2 At this stage in the proceeding, the Court accepts as true Cook’s well-pleaded allegations. See, e.g., Campbell v. Wells Fargo Bank, N.A., 781 F.2d 440, 442 (5th Cir. 1986); Raj v. La. State Univ., 714 F.3d 322, 330 (5th Cir. 2013). prosecution (Count II), violation of substantive due process (Count III), destruction of evidence (Count IV), conspiracy to deprive constitutional rights (Count V), and failure to intervene (Count VI). Cook also brings a municipal liability claim against

Smith County and the City of Tyler (Count VII).

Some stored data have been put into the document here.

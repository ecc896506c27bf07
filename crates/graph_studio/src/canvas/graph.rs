use std::collections::{HashMap, HashSet};

use egui::{Pos2, Rect, Vec2};
use log::warn;
use petgraph::stable_graph::{EdgeIndex, NodeIndex, StableGraph};
use petgraph::visit::{EdgeRef, IntoEdgeReferences};
use petgraph::Directed;
use serde_json::Value;

use super::shape;
use crate::label::{Label, NodeData};
use crate::model::{GraphEdge, GraphNode, Position};

#[derive(Debug, Clone, PartialEq)]
pub struct CanvasNode {
    pub id: String,
    pub location: Pos2,
    /// Position as loaded. Written back unchanged while the node stays put.
    pub origin: Position,
    /// Payload as loaded. The label is replaced by its resolved text on export.
    pub data: NodeData,
    pub style: Option<Value>,
    /// Resolved display text, computed once on insert.
    pub label: String,
    pub selected: bool,
    pub dragged: bool,
}

impl CanvasNode {
    /// Record position: the loaded one unless the node was moved.
    pub fn position(&self) -> Position {
        if Pos2::from(self.origin) == self.location {
            self.origin
        } else {
            Position::from(self.location)
        }
    }
}

#[derive(Debug, Clone, PartialEq)]
pub struct CanvasEdge {
    pub id: String,
    pub style: Option<Value>,
    pub selected: bool,
}

/// Edge being drawn from a node to the pointer.
#[derive(Debug, Clone, Copy, PartialEq)]
pub struct ConnectDraft {
    pub from: NodeIndex,
    pub to: Pos2,
}

/// Editable graph shown by [`super::CanvasView`].
///
/// Wraps a [`StableGraph`] so indices stay valid across removals and keeps
/// the record ids used on the wire next to each element.
#[derive(Debug, Clone, Default)]
pub struct GraphCanvas {
    g: StableGraph<CanvasNode, CanvasEdge, Directed>,
    by_id: HashMap<String, NodeIndex>,
    selected_nodes: Vec<NodeIndex>,
    selected_edges: Vec<EdgeIndex>,
    dragged_node: Option<NodeIndex>,
    hovered_node: Option<NodeIndex>,
    connect_draft: Option<ConnectDraft>,
}

impl GraphCanvas {
    pub fn new() -> Self {
        Self::default()
    }

    /// Builds the canvas from wire records.
    ///
    /// Nodes with an id seen before are skipped. Edges pointing at unknown
    /// nodes are dropped. Duplicate edge ids get a fresh id.
    pub fn from_records(nodes: &[GraphNode], edges: &[GraphEdge]) -> Self {
        let mut canvas = Self::new();
        for node in nodes {
            if canvas.by_id.contains_key(&node.id) {
                warn!("skipping node with duplicate id {}", node.id);
                continue;
            }
            canvas.add_node(node);
        }

        let mut edge_ids = HashSet::new();
        for edge in edges {
            let endpoints = (canvas.by_id.get(&edge.source), canvas.by_id.get(&edge.target));
            let (Some(&s), Some(&t)) = endpoints else {
                warn!(
                    "dropping edge {} with dangling endpoint ({} -> {})",
                    edge.id, edge.source, edge.target
                );
                continue;
            };
            let id = if edge_ids.contains(&edge.id) {
                let fresh = unique_edge_id(&edge_ids, &edge.source, &edge.target);
                warn!("edge id {} is used twice, renamed to {fresh}", edge.id);
                fresh
            } else {
                edge.id.clone()
            };
            edge_ids.insert(id.clone());
            canvas.g.add_edge(
                s,
                t,
                CanvasEdge {
                    id,
                    style: edge.style.clone(),
                    selected: false,
                },
            );
        }
        canvas
    }

    pub fn add_node(&mut self, node: &GraphNode) -> NodeIndex {
        if let Some(&idx) = self.by_id.get(&node.id) {
            return idx;
        }
        let idx = self.g.add_node(CanvasNode {
            id: node.id.clone(),
            location: node.position.into(),
            origin: node.position,
            label: node.data.display_text(),
            data: node.data.clone(),
            style: node.style.clone(),
            selected: false,
            dragged: false,
        });
        self.by_id.insert(node.id.clone(), idx);
        idx
    }

    pub fn node_records(&self) -> Vec<GraphNode> {
        self.g
            .node_indices()
            .filter_map(|idx| self.g.node_weight(idx))
            .map(|n| GraphNode {
                id: n.id.clone(),
                position: n.position(),
                data: NodeData {
                    label: Label::PlainText(n.label.clone()),
                    ..n.data.clone()
                },
                style: n.style.clone(),
            })
            .collect()
    }

    pub fn edge_records(&self) -> Vec<GraphEdge> {
        self.g
            .edge_references()
            .map(|e| GraphEdge {
                id: e.weight().id.clone(),
                source: self.g[e.source()].id.clone(),
                target: self.g[e.target()].id.clone(),
                style: e.weight().style.clone(),
            })
            .collect()
    }

    pub fn to_records(&self) -> (Vec<GraphNode>, Vec<GraphEdge>) {
        (self.node_records(), self.edge_records())
    }

    pub fn node_count(&self) -> usize {
        self.g.node_count()
    }

    pub fn edge_count(&self) -> usize {
        self.g.edge_count()
    }

    pub fn is_empty(&self) -> bool {
        self.g.node_count() == 0
    }

    pub fn node_index(&self, id: &str) -> Option<NodeIndex> {
        self.by_id.get(id).copied()
    }

    pub fn node(&self, idx: NodeIndex) -> Option<&CanvasNode> {
        self.g.node_weight(idx)
    }

    pub fn edge(&self, idx: EdgeIndex) -> Option<&CanvasEdge> {
        self.g.edge_weight(idx)
    }

    pub fn edge_endpoints(&self, idx: EdgeIndex) -> Option<(NodeIndex, NodeIndex)> {
        self.g.edge_endpoints(idx)
    }

    pub fn nodes_iter(&self) -> impl Iterator<Item = (NodeIndex, &CanvasNode)> {
        self.g
            .node_indices()
            .filter_map(move |idx| self.g.node_weight(idx).map(|n| (idx, n)))
    }

    pub fn edges_iter(&self) -> impl Iterator<Item = (EdgeIndex, &CanvasEdge)> {
        self.g.edge_references().map(|e| (e.id(), e.weight()))
    }

    /// Adds an edge `source -> target` with a generated id.
    ///
    /// Self-loops and a second edge between the same ordered pair are refused.
    pub fn connect(&mut self, source: NodeIndex, target: NodeIndex) -> Option<EdgeIndex> {
        if source == target || self.g.find_edge(source, target).is_some() {
            return None;
        }
        let source_id = self.g.node_weight(source)?.id.clone();
        let target_id = self.g.node_weight(target)?.id.clone();
        let taken: HashSet<String> = self.g.edge_weights().map(|e| e.id.clone()).collect();
        let id = unique_edge_id(&taken, &source_id, &target_id);
        Some(self.g.add_edge(
            source,
            target,
            CanvasEdge {
                id,
                style: None,
                selected: false,
            },
        ))
    }

    pub fn connect_ids(&mut self, source: &str, target: &str) -> Option<EdgeIndex> {
        let s = self.node_index(source)?;
        let t = self.node_index(target)?;
        self.connect(s, t)
    }

    pub fn move_node(&mut self, idx: NodeIndex, delta: Vec2) {
        if let Some(n) = self.g.node_weight_mut(idx) {
            n.location += delta;
        }
    }

    pub fn set_location(&mut self, idx: NodeIndex, location: Pos2) {
        if let Some(n) = self.g.node_weight_mut(idx) {
            n.location = location;
        }
    }

    pub fn selected_nodes(&self) -> &[NodeIndex] {
        &self.selected_nodes
    }

    pub fn selected_edges(&self) -> &[EdgeIndex] {
        &self.selected_edges
    }

    pub fn has_selection(&self) -> bool {
        !(self.selected_nodes.is_empty() && self.selected_edges.is_empty())
    }

    pub fn set_node_selected(&mut self, idx: NodeIndex, selected: bool) {
        let Some(n) = self.g.node_weight_mut(idx) else {
            return;
        };
        n.selected = selected;
        self.selected_nodes.retain(|i| *i != idx);
        if selected {
            self.selected_nodes.push(idx);
        }
    }

    pub fn set_edge_selected(&mut self, idx: EdgeIndex, selected: bool) {
        let Some(e) = self.g.edge_weight_mut(idx) else {
            return;
        };
        e.selected = selected;
        self.selected_edges.retain(|i| *i != idx);
        if selected {
            self.selected_edges.push(idx);
        }
    }

    pub fn deselect_all(&mut self) {
        for idx in std::mem::take(&mut self.selected_nodes) {
            if let Some(n) = self.g.node_weight_mut(idx) {
                n.selected = false;
            }
        }
        for idx in std::mem::take(&mut self.selected_edges) {
            if let Some(e) = self.g.edge_weight_mut(idx) {
                e.selected = false;
            }
        }
    }

    /// Removes selected edges, then selected nodes with all their edges.
    /// Returns the number of removed elements.
    pub fn remove_selected(&mut self) -> usize {
        let mut removed = 0;
        for idx in std::mem::take(&mut self.selected_edges) {
            if self.g.remove_edge(idx).is_some() {
                removed += 1;
            }
        }
        for idx in std::mem::take(&mut self.selected_nodes) {
            let incident = self.g.edges_directed(idx, petgraph::Direction::Outgoing).count()
                + self.g.edges_directed(idx, petgraph::Direction::Incoming).count();
            if let Some(node) = self.g.remove_node(idx) {
                self.by_id.remove(&node.id);
                removed += 1 + incident;
            }
        }
        if self.dragged_node.is_some_and(|idx| !self.g.contains_node(idx)) {
            self.dragged_node = None;
        }
        if self.hovered_node.is_some_and(|idx| !self.g.contains_node(idx)) {
            self.hovered_node = None;
        }
        removed
    }

    /// Topmost node under `pos` (canvas coordinates).
    pub fn node_at(&self, pos: Pos2) -> Option<NodeIndex> {
        self.nodes_iter()
            .filter(|(_, n)| shape::is_inside(n.location, pos))
            .last()
            .map(|(idx, _)| idx)
    }

    /// Edge passing within `tolerance` of `pos` (canvas coordinates).
    pub fn edge_at(&self, pos: Pos2, tolerance: f32) -> Option<EdgeIndex> {
        self.g.edge_references().find_map(|e| {
            let (a, b) = shape::edge_segment(
                self.g[e.source()].location,
                self.g[e.target()].location,
            );
            (shape::distance_to_segment(pos, a, b) <= tolerance).then(|| e.id())
        })
    }

    /// Bounding box of all node boxes.
    pub fn bounds(&self) -> Option<Rect> {
        self.g
            .node_weights()
            .map(|n| shape::node_rect(n.location))
            .reduce(|a, b| a.union(b))
    }

    pub fn dragged_node(&self) -> Option<NodeIndex> {
        self.dragged_node
    }

    pub fn set_dragged_node(&mut self, idx: Option<NodeIndex>) {
        if let Some(prev) = self.dragged_node.and_then(|i| self.g.node_weight_mut(i)) {
            prev.dragged = false;
        }
        self.dragged_node = idx.filter(|i| self.g.contains_node(*i));
        if let Some(n) = self.dragged_node.and_then(|i| self.g.node_weight_mut(i)) {
            n.dragged = true;
        }
    }

    pub fn hovered_node(&self) -> Option<NodeIndex> {
        self.hovered_node
    }

    pub fn set_hovered_node(&mut self, idx: Option<NodeIndex>) {
        self.hovered_node = idx;
    }

    pub fn connect_draft(&self) -> Option<ConnectDraft> {
        self.connect_draft
    }

    pub fn set_connect_draft(&mut self, draft: Option<ConnectDraft>) {
        self.connect_draft = draft;
    }
}

/// `edge-{source}-{target}`, suffixed with `-{n}` until it is unused.
fn unique_edge_id(taken: &HashSet<String>, source: &str, target: &str) -> String {
    let base = format!("edge-{source}-{target}");
    if !taken.contains(&base) {
        return base;
    }
    (1..)
        .map(|n| format!("{base}-{n}"))
        .find(|candidate| !taken.contains(candidate))
        .unwrap_or_else(|| base.clone())
}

And finally, Cook brings a state law claim of indemnification against the City of Tyler (Count VIII). The individual Defendants move to dismiss based on qualified immunity and other non-QI grounds. Both the City and County argue that the complaint fails to properly state a claim of municipal liability. II. Federal Rule of Civil Procedure 8(a) requires a complaint to include “a short

and plain statement of the claim showing that the pleader is entitled to relief.” FED. R. CIV. P. 8(a)(2). A complaint must plead “enough facts to state a claim to relief that is plausible on its face.” Bell Atl. Corp. v. Twombly, 550 U.S. 544, 570 (2007). A claim will have “facial plausibility when the plaintiff pleads factual content that allows the court to draw the reasonable inference that the defendant is liable for the misconduct alleged.” Ashcroft v. Iqbal, 556 U.S. 662, 678 (2009). “The plausibility standard is

not akin to a ‘probability requirement,’ but it asks for more than a sheer possibility that a defendant has acted unlawfully.” Id. (quoting Twombly, 550 U.S. at 556). Under Rule 12(b)(6), a defendant may move to dismiss a complaint that fails to state a claim. FED. R. CIV. P. 12(b)(6). Such motions are “viewed with disfavor and are rarely granted.” Lormand v. US Unwired, Inc., 565 F.3d 228, 232 (5th Cir. 2009). A claim cannot be dismissed under Rule 12(b)(6) unless the plaintiff “would not be entitled to relief under any set of facts or any possible theory that [it] could prove consistent with the allegations in the complaint.” Muhammad v. Dall. Cnty. Cmty. Supervision & Corrs. Dep’t, 479 F.3d 377, 380 (5th Cir. 2007); see also Twombly, 550 U.S. at 563 (noting that “once a claim has been stated adequately, it may be supported

by showing any set of facts consistent with the allegations in the complaint”). “Threadbare recitals of the elements of a cause of action, supported by mere conclusory statements, do not suffice.” Iqbal, 556 U.S. at 678 (citing Twombly, 550 U.S. at 555). III. The individual Defendants argue primarily that they should be dismissed from the case because they are entitled to qualified immunity. Alternatively, they argue

that the complaint fails for other non-QI reasons. The Court addresses each argument in turn. A. First, qualified immunity. See Carswell v. Camp, 54 F.4th 307, 311 (5th Cir. 2022) (“[W]here the pleadings are insufficient to overcome QI, the district court must grant the motion to dismiss.”) (emphasis in original).